Undergraduates today do not know the stress of needing a specific book just to find that a classmate got there first. They do not need to sign up for one of the few computers on campus so editing projects are easier. These differences do not negate the challenges that they experience, but it makes it a bit more difficult for me to understand completely. Their challenges were not my challenges, but that does not mean that the experiences of today's music therapy students are not just as important than my own.
The problem comes in assuming.
Do you know the saying, "Never assume. It makes an ass out of you and me"? I can't assume that you do, but it is a good thing to keep in mind when you work with human beings.

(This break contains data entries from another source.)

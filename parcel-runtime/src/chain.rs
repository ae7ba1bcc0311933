//! Shared chain client for connecting to EVM-compatible blockchains.
//!
//! The indexer only reads, so the provider carries the recommended
//! fillers but no signer.

use alloy::network::Ethereum;
use alloy::primitives::Address;
use alloy::providers::fillers::{
    BlobGasFiller, ChainIdFiller, FillProvider, GasFiller, JoinFill, NonceFiller,
};
use alloy::providers::{Identity, ProviderBuilder, RootProvider};
use async_trait::async_trait;

use crate::adapter::{BidSlot, ClaimInfo, ClaimVersion, LicenseSource, ParcelShape, SplitBid, UnifiedBid};
use crate::contracts::{ILicenseDiamondV1, ILicenseDiamondV2, IParcelRegistry};
use crate::error::{ChainError, IndexerError};

/// The concrete provider type produced by `ProviderBuilder::new().connect_http(...)`.
pub type HttpProvider = FillProvider<
    JoinFill<
        Identity,
        JoinFill<GasFiller, JoinFill<BlobGasFiller, JoinFill<NonceFiller, ChainIdFiller>>>,
    >,
    RootProvider<Ethereum>,
    Ethereum,
>;

/// A read-only chain client wrapping an alloy provider.
#[derive(Clone)]
pub struct ChainClient {
    pub provider: HttpProvider,
}

impl ChainClient {
    /// Create a new chain client from an RPC URL.
    pub fn new(rpc_url: &str) -> Result<Self, IndexerError> {
        let url: url::Url = rpc_url
            .parse()
            .map_err(|e| IndexerError::ConfigError(format!("Invalid RPC URL: {e}")))?;

        let provider = ProviderBuilder::new().connect_http(url);

        Ok(Self { provider })
    }

    /// Get a reference to the underlying provider.
    pub fn provider(&self) -> &HttpProvider {
        &self.provider
    }
}

/// Classify a contract-call failure.
///
/// A JSON-RPC error response is how nodes report reverts, and decode
/// failures mean the deployment does not speak this interface
/// generation; both allow fallback. Everything else is transport.
fn classify(e: alloy::contract::Error) -> ChainError {
    match e {
        alloy::contract::Error::TransportError(rpc) => match rpc.as_error_resp() {
            Some(resp) => ChainError::Reverted(resp.message.to_string()),
            None => ChainError::Transport(rpc.to_string()),
        },
        other => ChainError::Reverted(other.to_string()),
    }
}

/// [`LicenseSource`] backed by live RPC reads against the registry and
/// per-license instances.
#[derive(Clone)]
pub struct ChainLicenseSource {
    client: ChainClient,
    registry: Address,
}

impl ChainLicenseSource {
    pub fn new(client: ChainClient, registry: Address) -> Self {
        Self { client, registry }
    }
}

#[async_trait]
impl LicenseSource for ChainLicenseSource {
    async fn unified_bid(&self, diamond: Address, slot: BidSlot) -> Result<UnifiedBid, ChainError> {
        let instance = ILicenseDiamondV2::new(diamond, self.client.provider.clone());
        match slot {
            BidSlot::Current => {
                let ret = instance.currentBid().call().await.map_err(classify)?;
                Ok(UnifiedBid {
                    timestamp: ret.timestamp,
                    bidder: ret.bidder,
                    contribution_rate: ret.contributionRate,
                    per_second_fee_numerator: ret.perSecondFeeNumerator,
                    per_second_fee_denominator: ret.perSecondFeeDenominator,
                    for_sale_price: ret.forSalePrice,
                    content_hash: ret.contentHash,
                })
            }
            BidSlot::Pending => {
                let ret = instance.pendingBid().call().await.map_err(classify)?;
                Ok(UnifiedBid {
                    timestamp: ret.timestamp,
                    bidder: ret.bidder,
                    contribution_rate: ret.contributionRate,
                    per_second_fee_numerator: ret.perSecondFeeNumerator,
                    per_second_fee_denominator: ret.perSecondFeeDenominator,
                    for_sale_price: ret.forSalePrice,
                    content_hash: ret.contentHash,
                })
            }
        }
    }

    async fn split_bid(&self, diamond: Address, slot: BidSlot) -> Result<SplitBid, ChainError> {
        let instance = ILicenseDiamondV1::new(diamond, self.client.provider.clone());
        match slot {
            BidSlot::Current => {
                let ret = instance.bid().call().await.map_err(classify)?;
                Ok(SplitBid {
                    timestamp: ret.timestamp,
                    bidder: ret.bidder,
                    contribution_rate: ret.contributionRate,
                    per_second_fee_numerator: ret.perSecondFeeNumerator,
                    per_second_fee_denominator: ret.perSecondFeeDenominator,
                    for_sale_price: ret.forSalePrice,
                })
            }
            BidSlot::Pending => {
                let ret = instance.penaltyBid().call().await.map_err(classify)?;
                Ok(SplitBid {
                    timestamp: ret.timestamp,
                    bidder: ret.bidder,
                    contribution_rate: ret.contributionRate,
                    per_second_fee_numerator: ret.perSecondFeeNumerator,
                    per_second_fee_denominator: ret.perSecondFeeDenominator,
                    for_sale_price: ret.forSalePrice,
                })
            }
        }
    }

    async fn claim_info(
        &self,
        license_id: alloy::primitives::U256,
        version: ClaimVersion,
    ) -> Result<ClaimInfo, ChainError> {
        let registry = IParcelRegistry::new(self.registry, self.client.provider.clone());
        let diamond = registry
            .getLicenseDiamond(license_id)
            .call()
            .await
            .map_err(classify)?;

        let shape = match version {
            ClaimVersion::V1 => {
                let ret = registry.getLandParcel(license_id).call().await.map_err(classify)?;
                ParcelShape::Path {
                    origin: ret.baseCoordinate,
                    runs: ret.path,
                }
            }
            ClaimVersion::V2 => {
                let ret = registry
                    .getLandParcelV2(license_id)
                    .call()
                    .await
                    .map_err(classify)?;
                ParcelShape::Rect {
                    sw: ret.swCoordinate,
                    lat_count: ret.latDim.to::<u64>(),
                    lng_count: ret.lngDim.to::<u64>(),
                }
            }
        };

        Ok(ClaimInfo { diamond, shape })
    }
}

One of the things that we are taught (and that I have to be reminded of constantly) is that all people have biases. A bias is simply a thought that an individual has about others - we often use this in a negative context, but we have biases that are not based on negative judgements. When I see a group of loud people coming towards me, I automatically move to the side or turn the other way until they move past. Why? That much energy makes me nervous. It doesn't matter who the group of people are - I move aside. My biases take over my emotional mind and insist that interacting with this group of people will just end up in the same bad situation that I have been in before with other large groups of people.
So, knowing that I am an amalgam of my experiences, biases, and physiological responses, I move into the world trying my best to understand the lived experiences of others.
I was kinda sad when I read about the group of high school students who had never flown kites. I have made my own kites out of paper and fabric before. It is always interesting to see how long my homemade kites survive. A plastic kite from the dollar store lasts much longer in the winds that whip around my home. It breaks my heart a bit to realize that most people today have not spent weeks outside playing in the dirt or roaming around their local library, sneaking books that their family members would NOT have approved of. (Fortunately, my mom was not that family member - I could ask her anything and check out any book without criticism - others in my family, though...) Some people have never had the freedom of a bicycle to use to roam around the town.
I have always found that it is best to ask than to assume.
I want to keep this in mind as I move into the world as a music therapist in a changing situation. Ask, don't assume. Time to get going. See you soon.